> What the exercise asks
All lines from the opening of the entries below through the line containing "pub fn into_error(self, uuid: &str)" must be output exactly as they appear, with no other lines.

[Collected data entries]
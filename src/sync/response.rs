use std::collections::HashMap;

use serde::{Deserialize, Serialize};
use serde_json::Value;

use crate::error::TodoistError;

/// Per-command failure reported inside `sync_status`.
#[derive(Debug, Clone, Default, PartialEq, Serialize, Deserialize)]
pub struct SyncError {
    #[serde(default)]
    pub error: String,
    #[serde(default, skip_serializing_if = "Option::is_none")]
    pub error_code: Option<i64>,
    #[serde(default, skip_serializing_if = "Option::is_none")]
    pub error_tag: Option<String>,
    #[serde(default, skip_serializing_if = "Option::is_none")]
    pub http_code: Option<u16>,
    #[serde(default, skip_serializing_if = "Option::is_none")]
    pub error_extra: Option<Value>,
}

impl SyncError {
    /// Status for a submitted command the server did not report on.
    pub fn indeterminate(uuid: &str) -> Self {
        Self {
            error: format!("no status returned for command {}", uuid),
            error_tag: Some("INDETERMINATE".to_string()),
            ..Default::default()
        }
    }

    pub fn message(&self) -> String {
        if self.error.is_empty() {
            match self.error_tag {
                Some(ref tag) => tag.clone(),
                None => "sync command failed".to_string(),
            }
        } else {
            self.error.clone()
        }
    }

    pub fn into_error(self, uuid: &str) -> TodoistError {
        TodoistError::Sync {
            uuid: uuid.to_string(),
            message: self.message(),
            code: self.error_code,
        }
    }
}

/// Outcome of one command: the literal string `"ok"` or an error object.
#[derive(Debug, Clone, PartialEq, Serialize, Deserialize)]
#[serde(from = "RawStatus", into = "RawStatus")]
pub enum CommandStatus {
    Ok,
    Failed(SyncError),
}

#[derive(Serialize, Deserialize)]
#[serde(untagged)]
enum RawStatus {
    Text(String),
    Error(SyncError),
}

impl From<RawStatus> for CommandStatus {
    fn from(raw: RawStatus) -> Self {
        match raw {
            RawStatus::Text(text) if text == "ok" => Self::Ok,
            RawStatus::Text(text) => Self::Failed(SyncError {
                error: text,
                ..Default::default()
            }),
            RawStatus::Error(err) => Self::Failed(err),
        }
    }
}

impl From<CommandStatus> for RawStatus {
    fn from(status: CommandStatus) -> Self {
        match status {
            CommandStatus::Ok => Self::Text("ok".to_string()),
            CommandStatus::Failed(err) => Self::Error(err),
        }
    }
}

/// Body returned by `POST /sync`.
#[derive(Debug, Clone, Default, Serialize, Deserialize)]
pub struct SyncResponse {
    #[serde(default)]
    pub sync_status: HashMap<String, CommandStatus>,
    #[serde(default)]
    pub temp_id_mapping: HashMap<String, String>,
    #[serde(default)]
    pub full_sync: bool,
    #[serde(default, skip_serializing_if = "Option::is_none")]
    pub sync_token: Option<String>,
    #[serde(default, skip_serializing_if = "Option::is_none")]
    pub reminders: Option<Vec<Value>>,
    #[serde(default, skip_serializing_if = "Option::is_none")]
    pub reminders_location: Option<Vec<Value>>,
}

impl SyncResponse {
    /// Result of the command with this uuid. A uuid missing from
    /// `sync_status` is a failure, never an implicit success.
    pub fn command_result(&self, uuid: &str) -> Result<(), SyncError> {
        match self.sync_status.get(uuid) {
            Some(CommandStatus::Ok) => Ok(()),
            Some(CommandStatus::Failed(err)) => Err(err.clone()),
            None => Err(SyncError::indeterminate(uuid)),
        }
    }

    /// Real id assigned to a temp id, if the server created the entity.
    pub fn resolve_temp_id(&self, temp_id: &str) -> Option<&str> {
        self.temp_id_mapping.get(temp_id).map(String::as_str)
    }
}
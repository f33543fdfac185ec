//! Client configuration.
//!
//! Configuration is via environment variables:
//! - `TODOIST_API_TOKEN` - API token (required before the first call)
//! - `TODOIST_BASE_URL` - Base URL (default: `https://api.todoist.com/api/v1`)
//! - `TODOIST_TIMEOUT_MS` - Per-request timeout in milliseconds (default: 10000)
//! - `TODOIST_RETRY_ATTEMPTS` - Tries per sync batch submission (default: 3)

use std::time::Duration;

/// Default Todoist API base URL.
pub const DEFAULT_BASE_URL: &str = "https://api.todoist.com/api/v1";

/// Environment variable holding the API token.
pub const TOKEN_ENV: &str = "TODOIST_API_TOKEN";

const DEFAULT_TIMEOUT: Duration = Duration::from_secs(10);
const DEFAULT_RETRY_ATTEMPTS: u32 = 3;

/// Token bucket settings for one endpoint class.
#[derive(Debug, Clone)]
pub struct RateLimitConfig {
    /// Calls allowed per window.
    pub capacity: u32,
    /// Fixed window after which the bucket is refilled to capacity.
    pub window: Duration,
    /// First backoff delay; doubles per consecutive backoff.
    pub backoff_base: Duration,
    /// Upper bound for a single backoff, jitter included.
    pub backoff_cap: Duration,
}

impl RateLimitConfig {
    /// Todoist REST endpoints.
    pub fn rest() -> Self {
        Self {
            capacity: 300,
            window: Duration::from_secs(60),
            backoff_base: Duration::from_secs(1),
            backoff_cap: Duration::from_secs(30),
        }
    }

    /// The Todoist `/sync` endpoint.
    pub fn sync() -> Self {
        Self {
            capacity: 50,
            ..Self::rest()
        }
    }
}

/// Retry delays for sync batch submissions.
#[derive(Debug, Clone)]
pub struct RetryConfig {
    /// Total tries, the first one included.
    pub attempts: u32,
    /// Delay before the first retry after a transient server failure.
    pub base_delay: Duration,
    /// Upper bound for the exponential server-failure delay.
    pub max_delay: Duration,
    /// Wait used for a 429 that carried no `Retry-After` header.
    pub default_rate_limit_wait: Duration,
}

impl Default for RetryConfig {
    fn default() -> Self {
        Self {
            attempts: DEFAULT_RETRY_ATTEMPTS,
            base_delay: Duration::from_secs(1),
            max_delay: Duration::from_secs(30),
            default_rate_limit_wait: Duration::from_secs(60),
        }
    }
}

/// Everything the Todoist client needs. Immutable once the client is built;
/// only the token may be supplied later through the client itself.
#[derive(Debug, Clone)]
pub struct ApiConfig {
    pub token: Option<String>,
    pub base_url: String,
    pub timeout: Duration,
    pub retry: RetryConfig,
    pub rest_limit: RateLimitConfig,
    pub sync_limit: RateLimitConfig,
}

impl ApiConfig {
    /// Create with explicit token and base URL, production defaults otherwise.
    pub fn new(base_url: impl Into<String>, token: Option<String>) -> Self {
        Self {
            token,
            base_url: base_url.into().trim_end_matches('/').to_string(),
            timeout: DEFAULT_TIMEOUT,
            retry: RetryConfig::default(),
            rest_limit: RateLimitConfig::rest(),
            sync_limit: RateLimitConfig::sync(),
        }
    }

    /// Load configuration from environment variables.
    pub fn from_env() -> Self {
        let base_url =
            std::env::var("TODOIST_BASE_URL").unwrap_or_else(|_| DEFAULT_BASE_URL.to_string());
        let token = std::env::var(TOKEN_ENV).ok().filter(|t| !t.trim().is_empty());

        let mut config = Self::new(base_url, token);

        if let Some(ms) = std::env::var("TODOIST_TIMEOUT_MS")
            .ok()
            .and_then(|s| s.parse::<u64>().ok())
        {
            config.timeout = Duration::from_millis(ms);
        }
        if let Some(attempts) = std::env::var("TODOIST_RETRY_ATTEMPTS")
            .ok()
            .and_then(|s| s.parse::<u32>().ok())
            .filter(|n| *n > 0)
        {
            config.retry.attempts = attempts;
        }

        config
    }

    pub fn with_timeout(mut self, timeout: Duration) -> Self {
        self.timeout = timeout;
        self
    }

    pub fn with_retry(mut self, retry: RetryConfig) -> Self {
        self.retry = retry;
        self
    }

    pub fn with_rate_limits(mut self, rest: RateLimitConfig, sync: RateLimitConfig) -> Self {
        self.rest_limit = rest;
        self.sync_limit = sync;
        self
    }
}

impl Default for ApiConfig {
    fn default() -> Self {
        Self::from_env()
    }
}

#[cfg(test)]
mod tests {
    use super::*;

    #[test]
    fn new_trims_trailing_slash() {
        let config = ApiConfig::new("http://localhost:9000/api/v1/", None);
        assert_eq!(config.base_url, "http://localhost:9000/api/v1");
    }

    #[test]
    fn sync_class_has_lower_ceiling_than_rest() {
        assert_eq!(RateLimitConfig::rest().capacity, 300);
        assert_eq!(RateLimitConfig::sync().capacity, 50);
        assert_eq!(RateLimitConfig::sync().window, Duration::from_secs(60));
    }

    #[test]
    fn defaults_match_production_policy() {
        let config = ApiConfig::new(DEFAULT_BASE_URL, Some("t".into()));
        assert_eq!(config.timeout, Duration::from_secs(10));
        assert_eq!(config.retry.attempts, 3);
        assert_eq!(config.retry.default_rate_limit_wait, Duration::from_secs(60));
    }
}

> Solution for this exercise
filename src/sync/response.rs
use std::collections::HashMap;

use serde::{Deserialize, Serialize};
use serde_json::Value;

use crate::error::TodoistError;

/// Per-command failure reported inside `sync_status`.
#[derive(Debug, Clone, Default, PartialEq, Serialize, Deserialize)]
pub struct SyncError {
    #[serde(default)]
    pub error: String,
    #[serde(default, skip_serializing_if = "Option::is_none")]
    pub error_code: Option<i64>,
    #[serde(default, skip_serializing_if = "Option::is_none")]
    pub error_tag: Option<String>,
    #[serde(default, skip_serializing_if = "Option::is_none")]
    pub http_code: Option<u16>,
    #[serde(default, skip_serializing_if = "Option::is_none")]
    pub error_extra: Option<Value>,
}

impl SyncError {
    /// Status for a submitted command the server did not report on.
    pub fn indeterminate(uuid: &str) -> Self {
        Self {
            error: format!("no status returned for command {}", uuid),
            error_tag: Some("INDETERMINATE".to_string()),
            ..Default::default()
        }
    }

    pub fn message(&self) -> String {
        if self.error.is_empty() {
            match self.error_tag {
                Some(ref tag) => tag.clone(),
                None => "sync command failed".to_string(),
            }
        } else {
            self.error.clone()
        }
    }

    pub fn into_error(self, uuid: &str) -> TodoistError {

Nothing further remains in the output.